• PROBLEM DESCRIPTION:
Would you transcribe all of the entries that follow, word for word?

• RECORDS PROVIDED:
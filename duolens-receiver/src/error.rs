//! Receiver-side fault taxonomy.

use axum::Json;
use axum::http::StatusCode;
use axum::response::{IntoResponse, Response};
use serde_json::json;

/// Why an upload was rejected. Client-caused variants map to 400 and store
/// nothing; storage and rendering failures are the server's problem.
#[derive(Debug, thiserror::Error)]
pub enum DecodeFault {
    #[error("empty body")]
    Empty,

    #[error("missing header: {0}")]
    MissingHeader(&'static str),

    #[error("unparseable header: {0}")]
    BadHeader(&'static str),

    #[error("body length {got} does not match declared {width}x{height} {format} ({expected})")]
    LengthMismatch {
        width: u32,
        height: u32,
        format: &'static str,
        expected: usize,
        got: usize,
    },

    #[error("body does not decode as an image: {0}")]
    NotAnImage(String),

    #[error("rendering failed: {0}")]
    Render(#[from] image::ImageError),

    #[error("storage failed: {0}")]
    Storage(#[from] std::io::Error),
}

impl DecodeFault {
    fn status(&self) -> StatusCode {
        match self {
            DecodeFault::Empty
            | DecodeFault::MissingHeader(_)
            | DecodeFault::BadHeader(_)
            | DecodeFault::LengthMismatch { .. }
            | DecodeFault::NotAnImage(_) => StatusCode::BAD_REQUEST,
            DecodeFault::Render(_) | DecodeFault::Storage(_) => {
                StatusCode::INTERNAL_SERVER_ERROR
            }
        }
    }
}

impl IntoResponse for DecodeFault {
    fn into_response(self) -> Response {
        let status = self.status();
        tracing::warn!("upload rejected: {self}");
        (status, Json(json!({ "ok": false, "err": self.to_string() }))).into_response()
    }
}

• RESULT OF THE EXERCISE:
filename duolens-receiver/src/error.rs
//! Receiver-side fault taxonomy.

use axum::Json;
use axum::http::StatusCode;
use axum::response::{IntoResponse, Response};
use serde_json::json;

/// Why an upload was rejected. Client-caused variants map to 400 and store
/// nothing; storage and rendering failures are the server's problem.
#[derive(Debug, thiserror::Error)]
pub enum DecodeFault {
    #[error("empty body")]
    Empty,

    #[error("missing header: {0}")]
    MissingHeader(&'static str),

    #[error("unparseable header: {0}")]
    BadHeader(&'static str),

    #[error("body length {got} does not match declared {width}x{height} {format} ({expected})")]
    LengthMismatch {
        width: u32,
        height: u32,
        format: &'static str,
        expected: usize,
        got: usize,
    },

    #[error("body does not decode as an image: {0}")]
    NotAnImage(String),

    #[error("rendering failed: {0}")]
    Render(#[from] image::ImageError),

    #[error("storage failed: {0}")]
    Storage(#[from] std::io::Error),
}

impl DecodeFault {
    fn status(&self) -> StatusCode {
        match self {
            DecodeFault::Empty
            | DecodeFault::MissingHeader(_)
            | DecodeFault::BadHeader(_)
            | DecodeFault::LengthMismatch { .. }
            | DecodeFault::NotAnImage(_) => StatusCode::BAD_REQUEST,
            DecodeFault::Render(_) | DecodeFault::Storage(_) => {
                StatusCode::INTERNAL_SERVER_ERROR
            }
        }
    }
}

impl IntoResponse for DecodeFault {
    fn into_response(self) -> Response {
        let status = self.status();
        tracing::warn!("upload rejected: {self}");
        (status, Json(json!({ "ok": false, "err": self.to_string() }))).into_response()
    }
}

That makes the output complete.